● **WHAT YOU SHOULD DO**: Find the word "never" in the listing below. Copy every line that has it.
BEGIN INPUT DATA
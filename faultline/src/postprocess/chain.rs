//! Post-processor chain for ordered outcome inspection.

use crate::core::Outcome;
use crate::errors::{capture, Failure, FailureKind};
use crate::report::SecondaryFault;
use crate::unit::UnitContext;
use serde::{Deserialize, Serialize};
use std::collections::BTreeMap;
use std::sync::Arc;
use tracing::warn;

/// An auxiliary action a post-processor decided on.
#[derive(Debug, Clone, PartialEq, Eq, Serialize, Deserialize)]
pub struct Decision {
    /// What was done (e.g. "rollback").
    pub action: String,
    /// Why.
    pub reason: String,
}

impl Decision {
    /// Creates a new decision.
    #[must_use]
    pub fn new(action: impl Into<String>, reason: impl Into<String>) -> Self {
        Self {
            action: action.into(),
            reason: reason.into(),
        }
    }
}

/// Logic that runs around a unit and inspects its recorded outcome.
///
/// `after` receives the outcome by shared reference; it can observe it but
/// never replace it. Errors and panics from either hook are caught by the
/// chain.
pub trait PostProcessor: Send + Sync {
    /// Returns the processor name used in reports.
    fn name(&self) -> &str;

    /// Returns the processor's priority (lower = earlier `before`, later `after`).
    fn priority(&self) -> i32 {
        0
    }

    /// Called before setup. A failure here counts as a setup failure.
    fn before(&self, _ctx: &UnitContext) -> anyhow::Result<()> {
        Ok(())
    }

    /// Called once the unit reached a terminal state.
    fn after(&self, ctx: &UnitContext, outcome: &Outcome) -> anyhow::Result<Option<Decision>>;
}

/// Decisions and faults collected from one `after` pass.
#[derive(Debug, Default)]
pub struct ChainOutput {
    /// Decisions keyed by processor name.
    pub decisions: BTreeMap<String, Decision>,
    /// Faults raised by processors, in the order they ran.
    pub faults: Vec<SecondaryFault>,
}

/// A chain of post-processors.
pub struct PostProcessorChain {
    processors: Vec<Arc<dyn PostProcessor>>,
}

impl PostProcessorChain {
    /// Creates a new empty chain.
    #[must_use]
    pub fn new() -> Self {
        Self {
            processors: Vec::new(),
        }
    }

    /// Adds a processor to the chain.
    pub fn add(&mut self, processor: Arc<dyn PostProcessor>) {
        self.processors.push(processor);
        self.processors.sort_by_key(|p| p.priority());
    }

    /// Runs every `before` hook in priority order.
    ///
    /// Stops at the first fault and returns it as a setup failure.
    pub fn run_before(&self, ctx: &UnitContext) -> Result<(), Failure> {
        for processor in &self.processors {
            capture(FailureKind::Setup, true, || processor.before(ctx)).map_err(|failure| {
                failure.with_cause(format!(
                    "raised by post-processor '{}' before setup",
                    processor.name()
                ))
            })?;
        }
        Ok(())
    }

    /// Runs every `after` hook in reverse priority order.
    ///
    /// A faulting processor never stops the others.
    pub fn run_after(&self, ctx: &UnitContext, outcome: &Outcome) -> ChainOutput {
        let mut output = ChainOutput::default();

        for processor in self.processors.iter().rev() {
            let name = processor.name().to_string();
            match capture(FailureKind::PostProcessing, true, || processor.after(ctx, outcome)) {
                Ok(Some(decision)) => {
                    output.decisions.insert(name, decision);
                }
                Ok(None) => {}
                Err(failure) => {
                    warn!(
                        unit_id = ctx.unit_id(),
                        processor = %name,
                        error = %failure.message,
                        "Post-processor faulted; recorded as secondary"
                    );
                    output.faults.push(SecondaryFault::new(name, failure));
                }
            }
        }

        output
    }

    /// Returns the number of processors.
    #[must_use]
    pub fn len(&self) -> usize {
        self.processors.len()
    }

    /// Returns true if the chain is empty.
    #[must_use]
    pub fn is_empty(&self) -> bool {
        self.processors.is_empty()
    }
}

impl Default for PostProcessorChain {
    fn default() -> Self {
        Self::new()
    }
}
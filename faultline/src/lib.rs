//! # Faultline
//!
//! A harness for units of work whose setup can fail before their body runs.
//!
//! When a dependency cannot be constructed, the body is skipped and the setup
//! failure is recorded as the unit's outcome. Post-processing (for example a
//! rollback decision) still runs afterwards, but it only ever sees the outcome
//! by shared reference, and whatever it throws is attached to the report as a
//! secondary fault. The original cause stays the headline.
//!
//! - **Units of work**: fallible setup producing a fixture, body consuming it
//! - **Outcomes**: `NotRun`, `SetupFailed`, `Completed`, matched exhaustively
//! - **Post-processing**: ordered processors, isolated from one another
//! - **Transactions**: commit/rollback decided from every outcome variant
//! - **Reports**: deterministic, renderable, published to a sink
//!
//! ## Quick Start
//!
//! ```rust
//! use faultline::prelude::*;
//! use std::sync::Arc;
//!
//! let harness = FailureCapturingHarness::new(HarnessConfig::default())
//!     .with_transactions(Arc::new(InMemoryTransactionManager::new()));
//!
//! let unit = UnitOfWork::new(
//!     "needs_bean",
//!     || -> anyhow::Result<()> { anyhow::bail!("bean construction failed") },
//!     |()| Ok(serde_json::json!(null)),
//! )
//! .transactional(TransactionMode::Rollback);
//!
//! let report = harness.run(unit);
//! assert!(report.outcome.is_setup_failed());
//! assert!(report.headline().contains("bean construction failed"));
//! ```

#![forbid(unsafe_code)]
#![warn(
    clippy::all,
    clippy::pedantic,
    missing_docs,
    rust_2018_idioms
)]
#![allow(
    clippy::module_name_repetitions,
    clippy::must_use_candidate,
    clippy::missing_errors_doc,
    clippy::missing_panics_doc
)]

pub mod config;
pub mod core;
pub mod errors;
pub mod harness;
pub mod observability;
pub mod postprocess;
pub mod report;
pub mod testing;
pub mod unit;

/// Prelude module for convenient imports
pub mod prelude {
    pub use crate::config::{HarnessConfig, LoggingConfig};
    pub use crate::core::{BodyResult, Outcome, UnitPhase};
    pub use crate::errors::{Failure, FailureKind, HarnessError};
    pub use crate::harness::{AsyncUnitOfWork, FailureCapturingHarness, SuiteReport, SuiteSummary};
    pub use crate::observability::init_logging;
    pub use crate::postprocess::{
        Decision, InMemoryTransactionManager, PostProcessor, TransactionManager, TransactionMode,
        TransactionalPostProcessor,
    };
    pub use crate::report::{
        CollectingReportSink, DiagnosticReport, LoggingReportSink, NoOpReportSink, ReportSink,
        SecondaryFault,
    };
    pub use crate::unit::{UnitContext, UnitOfWork};
}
END INPUT DATA
● **RESPONSE AREA**:
/// never replace it. Errors and panics from either hook are caught by the
    /// A faulting processor never stops the others.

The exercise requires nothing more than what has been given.